Questo per quanto riguarda l'articolo. Per quanto riguarda invece la sua campagna mediatica contro il sottoscritto con tanto di foto e ipotesi complottistiche dell'ennesima regia occulta, mi scusi la sincerità ma arriva tardi, perlomeno dopo la Spectre e 007.
cordiali saluti

Marco Preve

Riconosciamolo: se non fosse per i faraonici contributi (Espresso-La Repubblica: 16.186.244 euro) che lo Stato, rubando i soldi ai contribuenti, elargisce alle testate (l’unica davvero indipendente è “Rinascita”, non a caso boicottata e vessata in modo scandaloso), i “giornalisti” sarebbero tutti a spasso e, al limite, potrebbero imbrattare con le loro frasi sgrammaticate i muri dei monumenti.

Cui prodest?

[1] "Colpo di Stato: manuale pratico". L'autore è Edward Luttwak, un esperto militare che è stato anche consigliere di Ronald Reagan, guerrafondaio e tiranno.

Egli spiega, in questo libro, come il colpo di Stato non debba essere per forza incentrato sull'uso della forza e delle masse, non un golpe militare, ma uno di tipo silenzioso che si appropri degli apparati dello Stato dall'interno.

Perché mi riferisco a questo libro?
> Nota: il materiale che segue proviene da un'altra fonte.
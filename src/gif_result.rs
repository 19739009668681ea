use serde::{Deserialize, Serialize};

/// A single GIF returned by the Giphy API.
///
/// Constructed by the mapper from a successful response and immutable after
/// that. `id` and `content_url` are guaranteed non-empty; `title` may be
/// empty since Giphy does not require one.
#[derive(Debug, Clone, PartialEq, Serialize, Deserialize)]
pub struct GifResult {
    /// API-assigned unique identifier.
    pub id: String,
    /// Human-readable title, possibly empty.
    pub title: String,
    /// Page URL of the GIF on giphy.com.
    pub url: String,
    /// Content rating code ("g", "pg", "pg-13", "r").
    pub rating: String,
    /// Width of the original rendition in pixels.
    pub width: u32,
    /// Height of the original rendition in pixels.
    pub height: u32,
    /// Direct URL of the original media asset.
    pub content_url: String,
}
Perché spiega anche come trattare gli oppositori.

Nel Capitolo 4 l'autore afferma che è "essenziale evitare spargimenti di sangue, perché questo può avere ripercussioni negative".

Ancora...

"Le masse... il loro atteggiamento verso il nuovo regime dopo il golpe sarà, alla lunga, decisivo. Il nostro compito immediato sarà di imporre l'ordine pubblico, ma il nostro obiettivo di lungo termine sarà guadagnare l'accettazione delle masse, sì che L'USO DELLA COERCIZIONE FISICA NON SIA NECESSARIO."... il nostro STRUMENTO in questa direzione sarà il CONTROLLO DEI MEZZI DI COMUNICAZIONE di massa...". Ecco spiegato perché argomenti come le scie chimiche non trovano quasi mai spazio sui media più importanti, salvo per denigrare chi li tratta.

"L'azione dei media sarà mirata a convogliare la realtà e la forza del colpo, anzichè giustificarlo"
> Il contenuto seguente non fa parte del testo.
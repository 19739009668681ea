use serde::{Deserialize, Serialize};

// Response envelopes
#[derive(Debug, Clone, PartialEq, Serialize, Deserialize)]
pub struct SearchResponse {
    pub data: Vec<GifObject>,
    #[serde(default)]
    pub pagination: Option<Pagination>,
    #[serde(default)]
    pub meta: Option<Meta>,
}

#[derive(Debug, Clone, PartialEq, Serialize, Deserialize)]
pub struct GetResponse {
    #[serde(default)]
    pub data: Option<GifObject>,
    #[serde(default)]
    pub meta: Option<Meta>,
}

// Core GIF types
#[derive(Debug, Clone, PartialEq, Serialize, Deserialize)]
pub struct GifObject {
    pub id: String,
    #[serde(default)]
    pub url: String,
    #[serde(default)]
    pub title: String,
    #[serde(default)]
    pub rating: String,
    #[serde(default)]
    pub images: Images,
}

#[derive(Debug, Clone, Default, PartialEq, Serialize, Deserialize)]
pub struct Images {
    #[serde(default)]
    pub original: Option<ImageRendition>,
}

// Giphy serves dimensions as decimal strings
#[derive(Debug, Clone, PartialEq, Serialize, Deserialize)]
pub struct ImageRendition {
    #[serde(default)]
    pub url: String,
    #[serde(default)]
    pub width: Option<String>,
    #[serde(default)]
    pub height: Option<String>,
}

// Supporting types
#[derive(Debug, Clone, PartialEq, Serialize, Deserialize)]
pub struct Pagination {
    #[serde(default)]
    pub total_count: u32,
    #[serde(default)]
    pub count: u32,
    #[serde(default)]
    pub offset: u32,
}

#[derive(Debug, Clone, PartialEq, Serialize, Deserialize)]
pub struct Meta {
    #[serde(default)]
    pub status: u16,
    #[serde(default)]
    pub msg: String,
    #[serde(default)]
    pub response_id: Option<String>,
}

// Search parameters
#[derive(Debug, Clone, PartialEq)]
pub struct SearchParams {
    pub limit: u32,
    pub rating: String,
}

impl Default for SearchParams {
    fn default() -> Self {
        Self {
            limit: 10,
            rating: "g".to_string(),
        }
    }
}

impl SearchParams {
    pub fn new() -> Self {
        Self::default()
    }

    pub fn limit(mut self, limit: u32) -> Self {
        self.limit = limit;
        self
    }

    pub fn rating(mut self, rating: impl Into<String>) -> Self {
        self.rating = rating.into();
        self
    }

    pub fn to_query_params(&self, query: &str) -> Vec<(String, String)> {
        vec![
            ("q".to_string(), query.to_string()),
            ("limit".to_string(), self.limit.to_string()),
            ("rating".to_string(), self.rating.clone()),
        ]
    }
}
Qui viene la parte migliore:

"Ogni individuo che si oppone dovrà operare in isolamento. Quindi dobbiamo fare ogni sforzo per sopprimere quel genere di notizie. Se qualche resistenza compare, dobbiamo SOTTOLINEARE CON FORZA CHE ESSA VIENE DA ISOLATI, OSTINATI INDIVIDUI, MAL INFORMATI E DISONESTI, che non sono affiliati a nessun gruppo o partito importante. Il lavoro costante sul tema dell'isolamento farà APPARIRE LA RESISTENZA INUTILE E PERICOLOSA".
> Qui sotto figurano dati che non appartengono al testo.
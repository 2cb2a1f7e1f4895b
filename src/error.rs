use thiserror::Error;

/// Errors surfaced by counter store backends.
///
/// A store error is never an admission decision: the facade catches it and
/// falls back to the local store, so callers of `check_limit` never see it.
#[derive(Debug, Error)]
pub enum StoreError {
    /// The shared store could not be reached or answered with a protocol
    /// error (connect refused, timeout, auth failure).
    #[error("shared store unavailable: {0}")]
    Unavailable(String),
}

impl StoreError {
    /// Build an `Unavailable` error with the message truncated for logging.
    pub fn unavailable(message: impl Into<String>) -> Self {
        StoreError::Unavailable(truncate(&message.into(), 200))
    }
}

impl From<redis::RedisError> for StoreError {
    fn from(err: redis::RedisError) -> Self {
        StoreError::unavailable(err.to_string())
    }
}

/// Errors raised outside the admission path (configuration, startup).
#[derive(Debug, Error)]
pub enum GatekeeperError {
    #[error("configuration error: {0}")]
    Config(String),
}

pub type Result<T> = std::result::Result<T, GatekeeperError>;

fn truncate(message: &str, max: usize) -> String {
    if message.len() <= max {
        return message.to_string();
    }
    let mut end = max;
    while !message.is_char_boundary(end) {
        end -= 1;
    }
    format!("{}...", &message[..end])
}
"Faremo uso di SELEZIONE adatta di FRASI SGRADEVOLI (per esempio ANTI-AMERICANISMO, ANTI-SEMITISMO... oppure, aggiungo io, SCIACHIMISTA... PARANOICO OSSESSIONATO.... ) Anche se il loro significato è stato oscurato dal loro normale uso costante e deliberato, esse restano utili come indicatori del nostro impeccabile nazionalismo".

In queste frasi qualcuno si è forse riconosciuto?